· ai-agents · pm-workflow

The Multi-Agent Default Is Don't

The first thing most PMs want to do with agents is build a team of them. The research mostly says don't. Here's when that's right, and when it isn't.

The first thing most PMs want to do with agents is build a team of them. A planner that decides the work. A researcher that gathers the context. A writer that produces the output. A critic that reviews it. The instinct comes from how human teams work. The pattern fits the way I think about org charts. It feels right.

I’m guilty of this too. The first thing I wanted when I started building agents was a roster of them. The research says I was wrong.

Cognition, the team behind Devin, published a post titled “Don’t Build Multi-Agents.” Their summary: when they replaced their single-agent architecture with a multi-agent one, the system got worse. The subagents misunderstood each other. They produced stylistically incompatible output. The coordinator couldn’t reconcile assumptions the agents made in isolation. They went back to a single agent with read-only sub-components and the quality improved.

Anthropic’s stance is similar. Their “Building Effective Agents” guidance starts with: “Start with simple prompts, optimize them with comprehensive evaluation, and add multi-step agentic systems only when simpler solutions fall short.” They’ve measured the cost: multi-agent systems consume about fifteen times more tokens than standard single-agent interactions. OpenAI’s practical guide repeats the same advice: maximize a single agent’s capabilities first, add more agents only when separation actually solves a specific problem.

The hardest data comes from Google DeepMind. 180 controlled experiments comparing single-agent and multi-agent architectures, plus a separate UC Berkeley study that analyzed 1,600 production traces from multi-agent systems in the wild.

17.2x
error amplification in unstructured multi-agent
DeepMind, 180 experiments
4.4x
error rate even with centralized orchestration
DeepMind
39-70%
degradation on sequential reasoning tasks
DeepMind
41-86.7%
of multi-agent systems fail in production
UC Berkeley, 1,600 traces

Where multi-agent does work

The research isn’t saying never use multiple agents. It’s saying the default is one, and the exceptions are specific.

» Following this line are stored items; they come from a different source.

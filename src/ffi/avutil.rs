//! libavutil function declarations
//!
//! Provides utility functions for memory, frames, and general helpers.

use super::types::*;
use std::os::raw::{c_char, c_int, c_void};

extern "C" {
    // ========================================================================
    // Frame Management
    // ========================================================================

    /// Allocate an AVFrame and set its fields to default values
    pub fn av_frame_alloc() -> *mut AVFrame;

    /// Free the frame and any dynamically allocated objects in it
    pub fn av_frame_free(frame: *mut *mut AVFrame);

    /// Set up a new reference to the data described by the frame
    pub fn av_frame_ref(dst: *mut AVFrame, src: *const AVFrame) -> c_int;

    /// Unreference all buffers referenced by frame and reset to defaults
    pub fn av_frame_unref(frame: *mut AVFrame);

    /// Create a new frame that references the same data as src
    pub fn av_frame_clone(src: *const AVFrame) -> *mut AVFrame;

    /// Allocate new buffers for video data based on frame format/dimensions
    ///
    /// # Arguments
    /// * `frame` - Frame with format, width, height set
    /// * `align` - Buffer size alignment (0 for default, 32 recommended for SIMD)
    pub fn av_frame_get_buffer(frame: *mut AVFrame, align: c_int) -> c_int;

    /// Ensure the frame is writable, copying data if needed
    pub fn av_frame_make_writable(frame: *mut AVFrame) -> c_int;

    /// Copy frame data from src to dst
    pub fn av_frame_copy(dst: *mut AVFrame, src: *const AVFrame) -> c_int;

    /// Copy only "metadata" fields from src to dst (pts, duration, etc)
    pub fn av_frame_copy_props(dst: *mut AVFrame, src: *const AVFrame) -> c_int;

    /// Check if the frame is writable
    pub fn av_frame_is_writable(frame: *mut AVFrame) -> c_int;

    // ========================================================================
    // Memory Allocation
    // ========================================================================

    /// Allocate a memory block with alignment suitable for all memory accesses
    pub fn av_malloc(size: usize) -> *mut c_void;

    /// Allocate a memory block with alignment suitable for all memory accesses
    /// and zero all the bytes
    pub fn av_mallocz(size: usize) -> *mut c_void;

    /// Allocate, reallocate, or free a block of memory
    pub fn av_realloc(ptr: *mut c_void, size: usize) -> *mut c_void;

    /// Free a memory block which has been allocated with av_malloc
    pub fn av_free(ptr: *mut c_void);

    /// Free a memory block which has been allocated with av_malloc and set ptr to NULL
    pub fn av_freep(ptr: *mut c_void);

    // ========================================================================
    // Buffer Reference Management
    // ========================================================================

    /// Create a new reference to an AVBuffer
    pub fn av_buffer_ref(buf: *mut AVBufferRef) -> *mut AVBufferRef;

    /// Free a given reference and automatically free the buffer if no more refs
    pub fn av_buffer_unref(buf: *mut *mut AVBufferRef);

    /// Check if the buffer is writable (only one reference)
    pub fn av_buffer_is_writable(buf: *const AVBufferRef) -> c_int;

    /// Get the data pointer from the buffer ref
    pub fn av_buffer_get_opaque(buf: *const AVBufferRef) -> *mut c_void;

    // ========================================================================
    // Image Utilities
    // ========================================================================

    /// Get the required buffer size for an image with given dimensions and format
    ///
    /// # Arguments
    /// * `pix_fmt` - Pixel format
    /// * `width` - Image width
    /// * `height` - Image height
    /// * `align` - Line size alignment (typically 1)
    pub fn av_image_get_buffer_size(
        pix_fmt: c_int,
        width: c_int,
        height: c_int,
        align: c_int,
    ) -> c_int;

    /// Fill plane data pointers and linesizes for an image with given parameters
    ///
    /// # Arguments
    /// * `dst_data` - Pointers to plane data (will be filled)
    /// * `dst_linesize` - Linesizes for each plane (will be filled)
    /// * `src` - Source buffer pointer
    /// * `pix_fmt` - Pixel format
    /// * `width` - Image width
    /// * `height` - Image height
    /// * `align` - Line size alignment
    pub fn av_image_fill_arrays(
        dst_data: *mut *mut u8,
        dst_linesize: *mut c_int,
        src: *const u8,
        pix_fmt: c_int,
        width: c_int,
        height: c_int,
        align: c_int,
    ) -> c_int;

    /// Copy image data from src to dst
    pub fn av_image_copy(
        dst_data: *mut *mut u8,
        dst_linesizes: *const c_int,
        src_data: *const *const u8,
        src_linesizes: *const c_int,
        pix_fmt: c_int,
        width: c_int,
        height: c_int,
    );

    /// Copy image data to a buffer
    pub fn av_image_copy_to_buffer(
        dst: *mut u8,
        dst_size: c_int,
        src_data: *const *const u8,
        src_linesizes: *const c_int,
        pix_fmt: c_int,
        width: c_int,
        height: c_int,
        align: c_int,
    ) -> c_int;

    // ========================================================================
    // Error Handling
    // ========================================================================

    /// Put a description of the AVERROR code errnum in errbuf
    ///
    /// # Arguments
    /// * `errnum` - Error code to describe
    /// * `errbuf` - Buffer to put description in
    /// * `errbuf_size` - Size of errbuf
    ///
    /// # Returns
    /// 0 on success, negative if truncated
    pub fn av_strerror(errnum: c_int, errbuf: *mut c_char, errbuf_size: usize) -> c_int;

    // ========================================================================
    // Time/Timestamp Utilities
    // ========================================================================

    /// Rescale a 64-bit integer by 2 rational numbers
    pub fn av_rescale_q(a: i64, bq: AVRational, cq: AVRational) -> i64;

    /// Rescale a 64-bit integer by 2 rational numbers with rounding
    pub fn av_rescale_q_rnd(a: i64, bq: AVRational, cq: AVRational, rnd: c_int) -> i64;

    /// Compare two timestamps
    pub fn av_compare_ts(ts_a: i64, tb_a: AVRational, ts_b: i64, tb_b: AVRational) -> c_int;

    // ========================================================================
    // Dictionary (Options)
    // ========================================================================

    /// Set an entry in the dictionary
    pub fn av_dict_set(
        pm: *mut *mut AVDictionary,
        key: *const c_char,
        value: *const c_char,
        flags: c_int,
    ) -> c_int;

    /// Free all memory allocated for an AVDictionary
    pub fn av_dict_free(m: *mut *mut AVDictionary);

    /// Get a dictionary entry with matching key
    pub fn av_dict_get(
        m: *const AVDictionary,
        key: *const c_char,
        prev: *const c_void,
        flags: c_int,
    ) -> *const c_void;

    // ========================================================================
    // Logging
    // ========================================================================

    /// Set the logging level
    pub fn av_log_set_level(level: c_int);

    /// Get the current logging level
    pub fn av_log_get_level() -> c_int;

    // ========================================================================
    // AVOption (private codec options, e.g. libx264's "crf")
    // ========================================================================

    /// Set a string-valued option on an AVOption-enabled struct (e.g. AVCodecContext::priv_data)
    pub fn av_opt_set(
        obj: *mut c_void,
        name: *const c_char,
        val: *const c_char,
        search_flags: c_int,
    ) -> c_int;

    /// Set an integer-valued option on an AVOption-enabled struct
    pub fn av_opt_set_int(
        obj: *mut c_void,
        name: *const c_char,
        val: i64,
        search_flags: c_int,
    ) -> c_int;
}

/// Search flags for av_opt_set*
pub mod opt_search_flag {
    use std::os::raw::c_int;

    /// Search in possible children of the given object first
    pub const CHILDREN: c_int = 1;
}

// ============================================================================
// Logging Levels
// ============================================================================

pub mod log_level {
    use std::os::raw::c_int;

    pub const QUIET: c_int = -8;
    pub const PANIC: c_int = 0;
    pub const FATAL: c_int = 8;
    pub const ERROR: c_int = 16;
    pub const WARNING: c_int = 24;
    pub const INFO: c_int = 32;
    pub const VERBOSE: c_int = 40;
    pub const DEBUG: c_int = 48;
    pub const TRACE: c_int = 56;
}

// ============================================================================
// Dictionary Flags
// ============================================================================

pub mod dict_flag {
    use std::os::raw::c_int;

    pub const MATCH_CASE: c_int = 1;
    pub const IGNORE_SUFFIX: c_int = 2;
    pub const DONT_STRDUP_KEY: c_int = 4;
    pub const DONT_STRDUP_VAL: c_int = 8;
    pub const DONT_OVERWRITE: c_int = 16;
    pub const APPEND: c_int = 32;
    pub const MULTIKEY: c_int = 64;
}

// ============================================================================
// Rounding Modes
// ============================================================================

pub mod rounding {
    use std::os::raw::c_int;

    pub const ZERO: c_int = 0;
    pub const INF: c_int = 1;
    pub const DOWN: c_int = 2;
    pub const UP: c_int = 3;
    pub const NEAR_INF: c_int = 5;
    pub const PASS_MINMAX: c_int = 8192;
}

// ============================================================================
// Helper Functions
// ============================================================================

/// Get the size in bytes needed for a video frame
pub fn image_buffer_size(format: AVPixelFormat, width: i32, height: i32) -> i32 {
    unsafe { av_image_get_buffer_size(format.as_raw(), width, height, 1) }
}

Parallel read-only exploration

When agents pursue independent paths and don’t modify shared state, multi-agent improves on single-agent. Anthropic’s multi-agent research system measured 90% improvement on research tasks. DeepMind measured 80.9% improvement on financial reasoning when agents analyzed revenue, costs, and market comparisons in parallel.

Functional separation

Anthropic’s harness design guide splits long-running work into Planner / Generator / Evaluator. Plan-and-Act achieved 53.9% on WebArena-Lite. ADaPT improved ALFWorld by 28.3pp over static plan-and-execute. Works because each agent’s job is genuinely different and the handoff product is well-defined.

High-throughput concurrency

Mount Sinai’s healthcare study found multi-agent held 90.6% accuracy at 5 concurrent tasks vs single-agent dropping from 73.1% to 16.6% at the same load. When the bottleneck is “one task at a time,” multi-agent wins.

That’s three cases. Parallel exploration, functional separation, high-throughput concurrency. Each one has clear measurable wins. Each one fits a specific pattern.

Where it breaks

The common thread of failed multi-agent systems is shared context that the agents can’t actually share. The Planner makes a decision the Generator doesn’t see. The Researcher gathers context the Writer doesn’t get. The Critic reviews output the Writer didn’t intend that way. Every handoff is an information loss boundary, and on sequential work where decisions depend on each other, the boundaries compound.

The “Spark to Fire” paper modeled multi-agent collaboration as a directed dependency graph and found that injecting a single atomic error early in the graph leads to system-level false consensus. Minor inaccuracies don’t get corrected, they get reinforced. Each agent treats the output of the previous one as ground truth.

This is the failure mode I keep watching for when I’m tempted to add an agent. “Would this work if I just gave the single agent better instructions” is almost always yes, with much less downside.

The check I run

Before I add a second agent, I ask:

  1. Is the work I want to split actually independent, or does it depend on context that lives in the parent’s conversation?

  2. Can I define what “good output” looks like at the handoff boundary, precisely enough that the parent can tell whether the subagent did its job?

  3. Is the single-agent version failing for a specific reason, or am I splitting because the human-team analogy feels right?

If the answers are independent / yes / specific reason, I split. If they’re “kind of dependent” / “not really” / “feels right,” I don’t.

I have one multi-agent system in production. It’s my Autobots harness, and it’s a functional separation for long-running work. It took eight months to get the architecture right. The early versions failed in exactly the ways the research predicted. The version that works is the one where the agents’ jobs are genuinely separate, the handoff product is a well-defined file, and the orchestrating agent has read access to everything but write authority over none of it.

Even then, most of the work each agent does is itself single-agent. The multi-agent layer is the smallest part of the system. The bulk of the code is one agent doing one job at a time, with the same care a single-agent architecture would get.

The default is one. Don’t promote to many until the failure mode justifies it.